Перелистывая страницы, я смахивала слёзы с ресниц. Но это были не слёзы горя. Это были слёзы радости, благодарности, любви.
Бисквитные торты… песочное тесто… пирог с черносливом… Какие замечательные рецепты. Как раз то, что нужно. Папа знал, что подарить. Перевернув очередную страницу, я обнаружила засушенную веточку гиацинта. Когда-то цветы были синими, но поблекли от времени. Зачем папа положил сюда гиацинт? И где он его взял? В наших краях эти цветы не росли.
Разгадать эту загадку я так и не смогла, но бережно сохранила цветок на прежнем месте. Пусть лежит – это тоже память.
Открыв титульный лист, я посмотрела год выпуска книги. Десять лет назад. Я училась в пансионе, во втором классе. Интересно, когда папа купил её? Ещё когда я училась или когда уже работала учительницей?
На обороте титульного листа было что-то написано, и я с волнением перевернула его, чтобы прочитать папино последнее напутствие. Чернила тоже поблекли, но можно было прочитать: «Дорогой Фифи от любящего безмерно Папара».
Фифи? Папа никогда не называл меня так. И себя никогда не называл Папаром.
Неужели, Полин отдала мне совсем другую книгу?! Не ту, что завещал отец?

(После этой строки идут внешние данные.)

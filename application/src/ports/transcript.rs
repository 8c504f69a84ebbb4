//! Port for structured debate transcripts.
//!
//! Defines the [`TranscriptLogger`] trait for recording debate events
//! (session start, each round, consensus, synthesis) to a structured log.
//!
//! This is separate from `tracing`-based operation logs: tracing handles
//! human-readable diagnostic messages, while this port captures the full
//! debate in a machine-readable format (JSONL).

use serde_json::Value;

/// A structured debate event for logging.
pub struct TranscriptEvent {
    /// Event type identifier (e.g., "session_started", "round_completed").
    pub event_type: &'static str,
    /// JSON payload with event-specific data.
    pub payload: Value,
}

impl TranscriptEvent {
    pub fn new(event_type: &'static str, payload: Value) -> Self {
        Self {
            event_type,
            payload,
        }
    }
}

/// Port for logging debate events to a structured log.
///
/// `log` is synchronous and non-fallible; implementations swallow write
/// failures so the debate itself is never interrupted.
pub trait TranscriptLogger: Send + Sync {
    fn log(&self, event: TranscriptEvent);
}

/// No-op implementation for tests and when transcripts are disabled.
pub struct NoTranscript;

impl TranscriptLogger for NoTranscript {
    fn log(&self, _event: TranscriptEvent) {}
}
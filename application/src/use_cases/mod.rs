//! Use cases
//!
//! Application-level operations that orchestrate domain logic.

pub mod run_debate;
pub mod synthesize;
#[derive(Debug, Serialize)]
struct GenerationConfig {
    temperature: f64,
    #[serde(rename = "maxOutputTokens")]
    max_output_tokens: u32,
}

#[derive(Debug, Serialize, Deserialize)]
struct GeminiContent {
    #[serde(default)]
    parts: Vec<GeminiPart>,
}

#[derive(Debug, Serialize, Deserialize)]
struct GeminiPart {
    #[serde(skip_serializing_if = "Option::is_none")]
    text: Option<String>,
}

#[derive(Debug, Deserialize)]
struct GenerateContentResponse {
    #[serde(default)]
    candidates: Vec<GeminiCandidate>,
}

#[derive(Debug, Deserialize)]
struct GeminiCandidate {
    content: Option<GeminiContent>,
}

#[cfg(test)]
mod tests {
    use super::*;
    use council_domain::BackendKind;
    use mockito::Matcher;

    fn backend(provider: RemoteProvider, model: &str, base_url: &str) -> RemoteBackend {
        let descriptor = BackendDescriptor::new(
            "test",
            "Test Backend",
            BackendKind::Remote {
                provider,
                model: model.to_string(),
            },
        );
        let settings = RemoteSettings::for_provider(provider)
            .with_base_url(base_url)
            .with_api_key("test-key");
        RemoteBackend::new(descriptor, provider, settings, Client::new())
    }

    #[test]
    fn test_provider_defaults() {
        let settings = RemoteSettings::for_provider(RemoteProvider::Xai);
        assert_eq!(settings.base_url, "https://api.x.ai/v1");
        assert_eq!(settings.api_key_env, "XAI_API_KEY");
        assert_eq!(settings.max_tokens, 1024);
        assert_eq!(
            settings.endpoint("chat/completions"),
            "https://api.x.ai/v1/chat/completions"
        );
    }

    #[test]
    fn test_missing_key_reported_with_env_var() {
        let mut settings = RemoteSettings::for_provider(RemoteProvider::OpenAi);
        settings.api_key_env = "COUNCIL_TEST_KEY_THAT_IS_NEVER_SET".to_string();
        assert_eq!(
            settings.resolve_api_key(),
            Err(BackendError::MissingCredentials {
                env_var: "COUNCIL_TEST_KEY_THAT_IS_NEVER_SET".to_string()
            })
        );
    }

    #[tokio::test]
    async fn test_openai_chat_completion() {
        let mut server = mockito::Server::new_async().await;
        let mock = server
            .mock("POST", "/chat/completions")
            .match_header("authorization", "Bearer test-key")
            .match_body(Matcher::PartialJson(serde_json::json!({
                "model": "gpt-4o-mini",
                "messages": [{"role": "user", "content": "What is 2+2?"}]
            })))
            .with_status(200)
            .with_header("content-type", "application/json")
            .with_body(r#"{"choices":[{"message":{"role":"assistant","content":"4"}}]}"#)
            .create_async()
            .await;

        let backend = backend(RemoteProvider::OpenAi, "gpt-4o-mini", &server.url());
        assert_eq!(backend.generate("What is 2+2?").await.unwrap(), "4");
        mock.assert_async().await;
    }

    #[tokio::test]
    async fn test_anthropic_message() {
        let mut server = mockito::Server::new_async().await;
        let mock = server
            .mock("POST", "/messages")
            .match_header("x-api-key", "test-key")
            .match_header("anthropic-version", "2023-06-01")
            .match_body(Matcher::PartialJson(serde_json::json!({"max_tokens": 1024})))
            .with_status(200)
            .with_header("content-type", "application/json")
            .with_body(r#"{"content":[{"type":"text","text":"Four."}]}"#)
            .create_async()
            .await;

        let backend = backend(
            RemoteProvider::Anthropic,
            "claude-3-5-sonnet-20241022",
            &server.url(),
        );
        assert_eq!(backend.generate("2+2?").await.unwrap(), "Four.");
        mock.assert_async().await;
    }

    #[tokio::test]
    async fn test_gemini_generate_content() {
        let mut server = mockito::Server::new_async().await;
        let mock = server
            .mock("POST", "/models/gemini-1.5-flash:generateContent")
            .match_header("x-goog-api-key", "test-key")
            .with_status(200)
            .with_header("content-type", "application/json")
            .with_body(r#"{"candidates":[{"content":{"parts":[{"text":"4"}],"role":"model"}}]}"#)
            .create_async()
            .await;

        let backend = backend(RemoteProvider::Google, "gemini-1.5-flash", &server.url());
        assert_eq!(backend.generate("2+2?").await.unwrap(), "4");
        mock.assert_async().await;
    }

    #[tokio::test]
    async fn test_http_error_status() {
        let mut server = mockito::Server::new_async().await;
        server
            .mock("POST", "/chat/completions")
            .with_status(429)
            .with_body("rate limited")
            .create_async()
            .await;

        let backend = backend(RemoteProvider::Xai, "grok-beta", &server.url());
        let err = backend.generate("hi").await.unwrap_err();
        assert_eq!(
            err,
            BackendError::Http {
                status: 429,
                body: "rate limited".to_string()
            }
        );
    }

    #[tokio::test]
    async fn test_malformed_body() {
        let mut server = mockito::Server::new_async().await;
        server
            .mock("POST", "/chat/completions")
            .with_status(200)
            .with_header("content-type", "application/json")
            .with_body(r#"{"choices":[]}"#)
            .create_async()
            .await;

        let backend = backend(RemoteProvider::OpenAi, "gpt-4o-mini", &server.url());
        assert!(matches!(
            backend.generate("hi").await,
            Err(BackendError::MalformedResponse(_))
        ));
    }
}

Но я тут же вспомнила, что среди вещей отца вообще не было никаких книг. Папа не любил читать, да у него и не было на это времени. Если бы в его комнате были другие книги, я бы заметила. Ведь мы с сёстрами разбирали его вещи…
Фифи… Папар…
В конце концов, я пришла к выводу, что книгу отец приобрёл с рук у какого-нибудь торговца подержанными вещами. Продавцы товара вразнос часто приходили в нашу деревню. А уж книжных магазинов не было во всей округе миль на тридцать. Жаль, что папа не оставил ни письма, ни записки, но пусть так. Эта книжица всё равно станет для меня драгоценней, чем пятьдесят золотых. Я смахнула со страницы упавшую слезу, поцеловала переплёт, и положила книгу на прикроватный столик, чтобы почитать перед сном.
Переодеваясь к ужину, я думала об обитателях замка Огрестов и о жителях Шанталь-де-нэж. Эти люди помнят свои утраты годами. А я? Не слишком ли я легкомысленна, если сняла траур через год после смерти отца?